_What you will do:_ Transcribe the listing in full. Keep every line exactly as it stands.

_Records supplied:_

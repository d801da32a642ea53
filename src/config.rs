//! Run configuration from command-line flags and the environment.

use std::path::{Path, PathBuf};

use anyhow::{Result, bail};

/// Environment override for the container CLI.
pub const DOCKER_ENV: &str = "DEPLAB_DOCKER";
const DEFAULT_DOCKER: &str = "docker";

/// What to label: an image known to the daemon, or a tarball on disk.
#[derive(Debug, Clone, PartialEq, Eq)]
pub enum ImageSource {
    Reference(String),
    Archive(PathBuf),
}

/// The part of the configuration providers see.
#[derive(Debug, Clone, Default, PartialEq, Eq)]
pub struct RunParams {
    /// Local git working trees describing the image's own source.
    pub git_paths: Vec<PathBuf>,
    /// Abort on recoverable provider errors instead of skipping them.
    pub strict: bool,
}

#[derive(Debug, Clone, PartialEq, Eq)]
pub struct AppConfig {
    pub source: ImageSource,
    pub params: RunParams,
    /// Repository tag for the labelled image.
    pub tag: Option<String>,
    /// Destination archive when labelling a tarball.
    pub output_tar: Option<PathBuf>,
    /// Also write the metadata document here.
    pub metadata_file: Option<PathBuf>,
    /// Container CLI binary.
    pub docker: String,
}

/// Raw command-line values, before validation.
#[derive(Debug, Default)]
pub struct CliOptions {
    pub image: Option<String>,
    pub image_tar: Option<PathBuf>,
    pub git: Vec<PathBuf>,
    pub tag: Option<String>,
    pub output_tar: Option<PathBuf>,
    pub metadata_file: Option<PathBuf>,
    pub docker: Option<String>,
    pub strict: bool,
}

/// Build the run configuration from CLI flags, falling back to the
/// environment for the container CLI.
pub fn init_from_cli(opts: CliOptions) -> Result<AppConfig> {
    resolve(opts, std::env::var(DOCKER_ENV).ok())
}

fn resolve(opts: CliOptions, docker_env: Option<String>) -> Result<AppConfig> {
    let source = match (opts.image, opts.image_tar) {
        (Some(reference), None) => ImageSource::Reference(reference),
        (None, Some(path)) => ImageSource::Archive(path),
        (Some(_), Some(_)) => bail!("--image and --image-tar are mutually exclusive"),
        (None, None) => bail!("one of --image or --image-tar is required"),
    };

    if opts.output_tar.is_some() && matches!(source, ImageSource::Reference(_)) {
        bail!("--output-tar only applies to --image-tar inputs");
    }
    if let (ImageSource::Archive(input), Some(output)) = (&source, &opts.output_tar) {
        if same_file(input, output) {
            bail!(
                "--output-tar {} would overwrite the --image-tar input",
                output.display()
            );
        }
    }

    let docker = opts
        .docker
        .or(docker_env)
        .filter(|d| !d.trim().is_empty())
        .unwrap_or_else(|| DEFAULT_DOCKER.to_string());

    Ok(AppConfig {
        source,
        params: RunParams {
            git_paths: opts.git,
            strict: opts.strict,
        },
        tag: opts.tag,
        output_tar: opts.output_tar,
        metadata_file: opts.metadata_file,
        docker,
    })
}

/// Compare canonical paths when both exist, the paths as given otherwise.
fn same_file(a: &Path, b: &Path) -> bool {
    match (a.canonicalize(), b.canonicalize()) {
        (Ok(a), Ok(b)) => a == b,
        _ => a == b,
    }
}
//! Runs the providers in order over one image and collects their errors.

use thiserror::Error;
use tracing::{debug, info, warn};

use crate::config::RunParams;
use crate::image::Image;
use crate::metadata::{Metadata, Provenance};
use crate::providers::{self, Contribution, Provider, ProviderError};

#[derive(Debug, Error)]
pub enum PipelineError {
    #[error("{} provider failed", .0.provider())]
    Provider(#[source] ProviderError),

    #[error("{provider} provider removed or rewrote existing metadata")]
    NonMonotonic { provider: &'static str },
}

/// Final document plus the provider errors that were skipped over.
#[derive(Debug)]
pub struct Outcome {
    pub metadata: Metadata,
    pub errors: Vec<ProviderError>,
}

/// Providers run one at a time, in registration order, each seeing the
/// document produced by the ones before it.
pub struct Pipeline {
    providers: Vec<(&'static str, Provider)>,
}

impl Pipeline {
    /// Base image first, then package listings, then source control and
    /// build-system provenance.
    pub fn standard() -> Self {
        Self::new(vec![
            (providers::base::NAME, providers::base::provider as Provider),
            (providers::dpkg::NAME, providers::dpkg::provider),
            (providers::git::NAME, providers::git::provider),
            (providers::kpack::NAME, providers::kpack::provider),
        ])
    }

    pub fn new(providers: Vec<(&'static str, Provider)>) -> Self {
        Self { providers }
    }

    pub fn names(&self) -> Vec<&'static str> {
        self.providers.iter().map(|(name, _)| *name).collect()
    }

    pub fn run(&self, image: &dyn Image, params: &RunParams) -> Result<Outcome, PipelineError> {
        let mut metadata = Metadata::new();
        metadata.provenance.push(Provenance::deplab());
        let mut errors = Vec::new();
        debug!("providers: {}", self.names().join(", "));

        for &(name, provider) in &self.providers {
            info!("running {name} provider");
            match provider(image, params, &metadata) {
                Ok(Contribution { metadata: next, skipped }) => {
                    if !next.extends(&metadata) {
                        return Err(PipelineError::NonMonotonic { provider: name });
                    }
                    if let Some(added) = next.dependencies.get(metadata.dependencies.len()..) {
                        for dep in added {
                            debug!("{name} added a {} dependency", dep.source.type_name());
                        }
                    }
                    metadata = next;

                    for err in skipped {
                        if err.is_fatal() || params.strict {
                            return Err(PipelineError::Provider(err));
                        }
                        warn!("{name} provider skipped part of its input: {err}");
                        errors.push(err);
                    }
                }
                Err(err) if err.is_fatal() || params.strict => {
                    return Err(PipelineError::Provider(err));
                }
                Err(err) => {
                    warn!("skipping {name} provider: {err}");
                    errors.push(err);
                }
            }
        }

        Ok(Outcome { metadata, errors })
    }
}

_Output for this task:_
repository d801da32a642ea53
filename src/config.rs
//! Run configuration from command-line flags and the environment.

use std::path::{Path, PathBuf};

use anyhow::{Result, bail};

/// Environment override for the container CLI.
pub const DOCKER_ENV: &str = "DEPLAB_DOCKER";
const DEFAULT_DOCKER: &str = "docker";

/// What to label: an image known to the daemon, or a tarball on disk.
#[derive(Debug, Clone, PartialEq, Eq)]
pub enum ImageSource {
    Reference(String),
    Archive(PathBuf),
}

/// The part of the configuration providers see.
#[derive(Debug, Clone, Default, PartialEq, Eq)]
pub struct RunParams {
    /// Local git working trees describing the image's own source.
    pub git_paths: Vec<PathBuf>,
    /// Abort on recoverable provider errors instead of skipping them.
    pub strict: bool,
}

#[derive(Debug, Clone, PartialEq, Eq)]
pub struct AppConfig {
    pub source: ImageSource,
    pub params: RunParams,
    /// Repository tag for the labelled image.
    pub tag: Option<String>,
    /// Destination archive when labelling a tarball.
    pub output_tar: Option<PathBuf>,
    /// Also write the metadata document here.
    pub metadata_file: Option<PathBuf>,
    /// Container CLI binary.
    pub docker: String,
}

/// Raw command-line values, before validation.
#[derive(Debug, Default)]
pub struct CliOptions {
    pub image: Option<String>,
    pub image_tar: Option<PathBuf>,
    pub git: Vec<PathBuf>,
    pub tag: Option<String>,
    pub output_tar: Option<PathBuf>,
    pub metadata_file: Option<PathBuf>,
    pub docker: Option<String>,
    pub strict: bool,
}

/// Build the run configuration from CLI flags, falling back to the
/// environment for the container CLI.
pub fn init_from_cli(opts: CliOptions) -> Result<AppConfig> {
    resolve(opts, std::env::var(DOCKER_ENV).ok())
}

fn resolve(opts: CliOptions, docker_env: Option<String>) -> Result<AppConfig> {
    let source = match (opts.image, opts.image_tar) {
        (Some(reference), None) => ImageSource::Reference(reference),
        (None, Some(path)) => ImageSource::Archive(path),
        (Some(_), Some(_)) => bail!("--image and --image-tar are mutually exclusive"),
        (None, None) => bail!("one of --image or --image-tar is required"),
    };

    if opts.output_tar.is_some() && matches!(source, ImageSource::Reference(_)) {
        bail!("--output-tar only applies to --image-tar inputs");
    }
    if let (ImageSource::Archive(input), Some(output)) = (&source, &opts.output_tar) {
        if same_file(input, output) {
            bail!(
                "--output-tar {} would overwrite the --image-tar input",
                output.display()
            );
        }
    }

    let docker = opts
        .docker
        .or(docker_env)
        .filter(|d| !d.trim().is_empty())
        .unwrap_or_else(|| DEFAULT_DOCKER.to_string());

    Ok(AppConfig {
        source,
        params: RunParams {
            git_paths: opts.git,
            strict: opts.strict,
        },
        tag: opts.tag,
        output_tar: opts.output_tar,
        metadata_file: opts.metadata_file,
        docker,
    })
}

/// Compare canonical paths when both exist, the paths as given otherwise.
fn same_file(a: &Path, b: &Path) -> bool {
    match (a.canonicalize(), b.canonicalize()) {
        (Ok(a), Ok(b)) => a == b,
        _ => a == b,
    }
}
//! Runs the providers in order over one image and collects their errors.

use thiserror::Error;
use tracing::{debug, info, warn};

use crate::config::RunParams;
use crate::image::Image;
use crate::metadata::{Metadata, Provenance};
use crate::providers::{self, Contribution, Provider, ProviderError};

#[derive(Debug, Error)]
pub enum PipelineError {
    #[error("{} provider failed", .0.provider())]
    Provider(#[source] ProviderError),

    #[error("{provider} provider removed or rewrote existing metadata")]
    NonMonotonic { provider: &'static str },
}

/// Final document plus the provider errors that were skipped over.
#[derive(Debug)]
pub struct Outcome {
    pub metadata: Metadata,
    pub errors: Vec<ProviderError>,
}

/// Providers run one at a time, in registration order, each seeing the
/// document produced by the ones before it.
pub struct Pipeline {
    providers: Vec<(&'static str, Provider)>,
}

impl Pipeline {
    /// Base image first, then package listings, then source control and
    /// build-system provenance.
    pub fn standard() -> Self {
        Self::new(vec![
            (providers::base::NAME, providers::base::provider as Provider),
            (providers::dpkg::NAME, providers::dpkg::provider),
            (providers::git::NAME, providers::git::provider),
            (providers::kpack::NAME, providers::kpack::provider),
        ])
    }

    pub fn new(providers: Vec<(&'static str, Provider)>) -> Self {
        Self { providers }
    }

    pub fn names(&self) -> Vec<&'static str> {
        self.providers.iter().map(|(name, _)| *name).collect()
    }

    pub fn run(&self, image: &dyn Image, params: &RunParams) -> Result<Outcome, PipelineError> {
        let mut metadata = Metadata::new();
        metadata.provenance.push(Provenance::deplab());
        let mut errors = Vec::new();
        debug!("providers: {}", self.names().join(", "));

        for &(name, provider) in &self.providers {
            info!("running {name} provider");
            match provider(image, params, &metadata) {
                Ok(Contribution { metadata: next, skipped }) => {
                    if !next.extends(&metadata) {
                        return Err(PipelineError::NonMonotonic { provider: name });
                    }
                    if let Some(added) = next.dependencies.get(metadata.dependencies.len()..) {
                        for dep in added {
                            debug!("{name} added a {} dependency", dep.source.type_name());
                        }
                    }
                    metadata = next;

                    for err in skipped {
                        if err.is_fatal() || params.strict {
                            return Err(PipelineError::Provider(err));
                        }
                        warn!("{name} provider skipped part of its input: {err}");
                        errors.push(err);
                    }
                }
                Err(err) if err.is_fatal() || params.strict => {
                    return Err(PipelineError::Provider(err));
                }
                Err(err) => {
                    warn!("skipping {name} provider: {err}");
                    errors.push(err);
                }
            }
        }

        Ok(Outcome { metadata, errors })
    }
}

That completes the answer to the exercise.